Each line of the records that includes "validation" should be found and copied.

BEGIN Given entries

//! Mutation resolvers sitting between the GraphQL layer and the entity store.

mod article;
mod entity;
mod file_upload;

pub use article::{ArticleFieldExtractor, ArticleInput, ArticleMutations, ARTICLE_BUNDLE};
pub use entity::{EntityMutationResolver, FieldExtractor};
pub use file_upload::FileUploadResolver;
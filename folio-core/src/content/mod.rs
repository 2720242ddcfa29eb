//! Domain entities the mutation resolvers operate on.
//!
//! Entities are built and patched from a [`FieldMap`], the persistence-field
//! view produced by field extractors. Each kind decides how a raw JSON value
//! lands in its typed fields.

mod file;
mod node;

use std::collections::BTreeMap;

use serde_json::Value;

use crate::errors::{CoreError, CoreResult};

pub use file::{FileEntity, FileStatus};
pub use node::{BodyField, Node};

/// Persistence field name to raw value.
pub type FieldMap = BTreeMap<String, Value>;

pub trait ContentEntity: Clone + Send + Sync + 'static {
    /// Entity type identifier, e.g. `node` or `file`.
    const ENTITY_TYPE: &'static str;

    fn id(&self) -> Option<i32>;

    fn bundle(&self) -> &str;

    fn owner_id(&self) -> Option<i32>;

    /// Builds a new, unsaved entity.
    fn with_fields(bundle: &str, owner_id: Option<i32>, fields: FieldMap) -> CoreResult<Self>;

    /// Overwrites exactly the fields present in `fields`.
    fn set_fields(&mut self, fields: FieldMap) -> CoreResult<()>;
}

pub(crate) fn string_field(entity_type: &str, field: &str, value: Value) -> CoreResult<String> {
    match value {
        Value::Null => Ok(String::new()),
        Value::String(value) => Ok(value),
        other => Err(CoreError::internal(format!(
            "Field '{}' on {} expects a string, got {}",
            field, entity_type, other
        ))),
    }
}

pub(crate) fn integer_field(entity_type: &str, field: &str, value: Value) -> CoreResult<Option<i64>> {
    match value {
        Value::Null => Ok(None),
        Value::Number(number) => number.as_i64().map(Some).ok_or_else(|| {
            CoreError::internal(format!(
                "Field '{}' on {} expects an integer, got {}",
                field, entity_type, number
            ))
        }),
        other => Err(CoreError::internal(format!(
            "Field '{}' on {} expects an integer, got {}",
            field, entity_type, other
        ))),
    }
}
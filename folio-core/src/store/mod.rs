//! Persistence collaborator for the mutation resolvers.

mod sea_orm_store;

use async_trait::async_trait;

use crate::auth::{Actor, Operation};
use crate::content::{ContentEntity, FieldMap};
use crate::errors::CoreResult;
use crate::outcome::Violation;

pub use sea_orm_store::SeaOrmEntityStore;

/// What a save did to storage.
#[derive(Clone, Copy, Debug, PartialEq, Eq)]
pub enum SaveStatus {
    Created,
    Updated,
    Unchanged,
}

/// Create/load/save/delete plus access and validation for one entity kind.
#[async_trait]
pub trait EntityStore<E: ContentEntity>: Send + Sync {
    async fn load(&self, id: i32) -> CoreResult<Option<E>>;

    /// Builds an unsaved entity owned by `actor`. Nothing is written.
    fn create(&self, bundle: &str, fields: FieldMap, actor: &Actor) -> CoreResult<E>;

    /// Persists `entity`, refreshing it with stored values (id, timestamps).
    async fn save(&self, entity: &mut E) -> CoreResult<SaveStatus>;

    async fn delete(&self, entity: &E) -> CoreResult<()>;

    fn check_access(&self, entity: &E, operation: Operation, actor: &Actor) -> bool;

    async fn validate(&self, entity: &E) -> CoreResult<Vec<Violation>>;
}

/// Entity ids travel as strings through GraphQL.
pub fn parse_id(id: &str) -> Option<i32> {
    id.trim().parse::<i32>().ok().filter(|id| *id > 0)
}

END Given entries
BEGIN Given entries

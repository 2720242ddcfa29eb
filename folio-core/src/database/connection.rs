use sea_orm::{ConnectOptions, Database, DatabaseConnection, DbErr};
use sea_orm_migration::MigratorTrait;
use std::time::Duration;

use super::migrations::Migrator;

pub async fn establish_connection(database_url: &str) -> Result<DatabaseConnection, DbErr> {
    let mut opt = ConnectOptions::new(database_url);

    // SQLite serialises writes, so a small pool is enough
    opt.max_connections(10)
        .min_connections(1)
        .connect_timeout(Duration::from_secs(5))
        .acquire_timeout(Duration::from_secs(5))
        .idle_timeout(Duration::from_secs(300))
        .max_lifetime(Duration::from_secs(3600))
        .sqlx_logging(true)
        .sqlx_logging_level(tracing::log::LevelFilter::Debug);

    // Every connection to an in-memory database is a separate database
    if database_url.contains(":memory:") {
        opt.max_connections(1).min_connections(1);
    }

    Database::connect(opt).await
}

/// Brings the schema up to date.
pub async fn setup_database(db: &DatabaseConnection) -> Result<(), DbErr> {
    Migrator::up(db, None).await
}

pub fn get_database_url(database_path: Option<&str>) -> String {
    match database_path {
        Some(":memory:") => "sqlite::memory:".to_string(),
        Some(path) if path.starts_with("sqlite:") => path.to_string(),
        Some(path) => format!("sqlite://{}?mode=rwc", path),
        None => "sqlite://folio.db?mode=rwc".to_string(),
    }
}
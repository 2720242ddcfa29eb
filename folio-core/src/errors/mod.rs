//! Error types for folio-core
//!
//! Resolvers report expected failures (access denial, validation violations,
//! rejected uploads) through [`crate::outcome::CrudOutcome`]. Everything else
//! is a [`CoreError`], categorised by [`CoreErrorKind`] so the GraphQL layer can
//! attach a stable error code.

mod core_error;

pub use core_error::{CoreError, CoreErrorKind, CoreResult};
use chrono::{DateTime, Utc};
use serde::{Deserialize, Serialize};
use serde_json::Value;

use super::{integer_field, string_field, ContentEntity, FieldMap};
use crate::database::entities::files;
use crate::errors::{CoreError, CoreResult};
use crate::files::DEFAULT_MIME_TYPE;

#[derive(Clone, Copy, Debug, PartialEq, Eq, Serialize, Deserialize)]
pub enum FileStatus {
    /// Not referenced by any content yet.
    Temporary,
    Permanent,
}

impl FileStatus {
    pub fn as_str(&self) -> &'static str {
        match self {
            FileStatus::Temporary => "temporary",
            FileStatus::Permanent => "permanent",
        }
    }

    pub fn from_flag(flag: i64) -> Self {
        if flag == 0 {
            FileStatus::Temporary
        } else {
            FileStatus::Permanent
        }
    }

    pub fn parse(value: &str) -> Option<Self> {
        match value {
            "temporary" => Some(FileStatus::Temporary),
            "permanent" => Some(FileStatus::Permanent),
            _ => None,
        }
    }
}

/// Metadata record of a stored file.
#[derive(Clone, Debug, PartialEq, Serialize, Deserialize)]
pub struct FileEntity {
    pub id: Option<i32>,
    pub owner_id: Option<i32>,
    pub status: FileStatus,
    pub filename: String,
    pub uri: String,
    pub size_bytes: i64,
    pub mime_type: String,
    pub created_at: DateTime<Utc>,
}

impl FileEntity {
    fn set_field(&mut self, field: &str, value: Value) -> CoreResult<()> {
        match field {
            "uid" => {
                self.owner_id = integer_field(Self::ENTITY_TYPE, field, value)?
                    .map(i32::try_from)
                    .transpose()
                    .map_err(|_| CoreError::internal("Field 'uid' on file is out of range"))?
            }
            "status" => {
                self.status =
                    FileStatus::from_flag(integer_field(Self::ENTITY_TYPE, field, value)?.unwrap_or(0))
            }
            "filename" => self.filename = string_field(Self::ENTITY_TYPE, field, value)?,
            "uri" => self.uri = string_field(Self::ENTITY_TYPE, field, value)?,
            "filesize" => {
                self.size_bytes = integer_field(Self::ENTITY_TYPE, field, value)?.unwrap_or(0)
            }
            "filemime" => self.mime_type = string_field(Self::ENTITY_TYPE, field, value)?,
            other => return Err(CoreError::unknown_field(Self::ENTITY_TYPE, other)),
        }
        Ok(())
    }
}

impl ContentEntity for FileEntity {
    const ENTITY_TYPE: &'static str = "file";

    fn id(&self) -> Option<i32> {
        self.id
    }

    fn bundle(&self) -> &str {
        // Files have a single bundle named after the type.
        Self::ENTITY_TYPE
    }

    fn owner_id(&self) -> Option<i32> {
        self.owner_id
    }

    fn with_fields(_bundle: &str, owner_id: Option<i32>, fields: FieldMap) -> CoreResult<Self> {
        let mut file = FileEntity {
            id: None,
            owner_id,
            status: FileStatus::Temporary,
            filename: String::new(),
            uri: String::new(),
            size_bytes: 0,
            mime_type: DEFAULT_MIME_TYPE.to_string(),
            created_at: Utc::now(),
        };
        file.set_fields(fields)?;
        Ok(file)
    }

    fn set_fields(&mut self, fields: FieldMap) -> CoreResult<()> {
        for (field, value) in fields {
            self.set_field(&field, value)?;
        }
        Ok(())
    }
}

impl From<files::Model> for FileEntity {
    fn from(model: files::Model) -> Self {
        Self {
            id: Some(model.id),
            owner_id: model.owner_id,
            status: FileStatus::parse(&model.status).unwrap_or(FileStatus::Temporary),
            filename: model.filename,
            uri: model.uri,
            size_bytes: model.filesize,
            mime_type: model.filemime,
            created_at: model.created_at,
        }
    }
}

END Given entries

- [Response area]
/// Create/load/save/delete plus access and validation for one entity kind.
//! Resolvers report expected failures (access denial, validation violations,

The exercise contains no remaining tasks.